These calamities have been impacting heavily not only on the natural environment, but also the health, culture, lifestyle and identity of local societies. However, local citizens have not remained silent. Among the most active and vocal are visual artists, who have used their creative talent to raise public awareness, instigate action and generate imaginative alternatives or practical solutions.
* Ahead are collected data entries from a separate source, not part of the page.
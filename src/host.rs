use crate::eval::EvalError;
use crate::intern::Symbol;
use crate::value::Value;
use std::collections::HashMap;

/// Capability surface a host object exposes to scripts. The embedding agent
/// implements this per exported type; scripts reach it through destructuring
/// attribute patterns and `.method` call forms. Nothing outside this trait
/// is reachable from a script.
pub trait HostValue {
    fn type_name(&self) -> &'static str;

    /// Named attribute read, used by `(sym "attr")` destructuring patterns.
    fn attr(&self, name: &str) -> Option<Value>;

    /// Named method call, used by `(.name receiver args...)` forms.
    fn invoke(&self, name: &str, args: Vec<Value>) -> Result<Value, EvalError>;
}

/// Ahead-of-time registry of host functions, keyed by namespace then name.
/// Symbol lookup falls back here when a namespaced symbol is bound in no
/// environment frame.
#[derive(Default)]
pub struct ForeignTable {
    namespaces: HashMap<String, HashMap<String, Value>>,
}

impl ForeignTable {
    pub fn new() -> ForeignTable {
        ForeignTable::default()
    }

    /// Last write wins.
    pub fn register(&mut self, namespace: &str, name: &str, value: Value) {
        self.namespaces
            .entry(namespace.to_string())
            .or_default()
            .insert(name.to_string(), value);
    }

    pub fn lookup(&self, symbol: &Symbol) -> Option<Value> {
        let ns = symbol.namespace()?;
        self.namespaces.get(ns)?.get(symbol.name()).cloned()
    }
}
Many artists discuss natural disasters not in isolation, but in relation to broader social, political and historical processes and injustices. Their work contributes to a more comprehensive understanding of the causes and impact of anthropogenic disaster. By addressing the histories, memories and traumas of destructive economic development, they demonstrate the interconnections between environmental deterioration and human rights violations in Indonesia. Moreover, they suggest solutions that require profound socio-political renewal, beyond the realm of quick, but in the long term potentially even more detrimental, artificial interventions in life and climate systems. This renewal involves, among others, generating better understanding of the socio-political roots of environmental injustice; strengthening resilience to disaster through individual or communal trauma healing; involving previously marginalised groups and alternative sources of environmental knowledge; and promoting creative collaborations and imaginative ideas towards sustainability.

Interlinking historical violence, economic development and environmental destruction

One of the main political factors that have shaped Indonesia’s natural environment, material infrastructure and social life is the economic development (pembangunan) during President Soeharto’s New Order regime. This authoritarian regime attempted to promote ‘order’ through a combination of development programs and state and military control aimed at depoliticising society. It presented itself as a correction to the socio-political upheaval and economic recession during the final stages of Sukarno’s presidency, retrospectively dubbed the ‘Old Order’. The New Order regime’s ideological path was paved with the annihilation of the Indonesian Communist Party (PKI) and the massacre of at least 500,000 members and alleged members of the party in 1965–1966. Throughout the New Order, freedom of speech and other civil liberties were strongly curbed, and the media were subject to state propaganda and censorship designed to promote economic advancement. But Pembangunan widened the gap between rich and poor, between Jakarta and the rest of Java, and between Java and other parts of Indonesia, particularly eastern Indonesia.

From colonial times to the present, visual culture, including art, has played a crucial, but oft-neglected, role in endorsing as well as resisting ongoing processes of human and natural exploitation.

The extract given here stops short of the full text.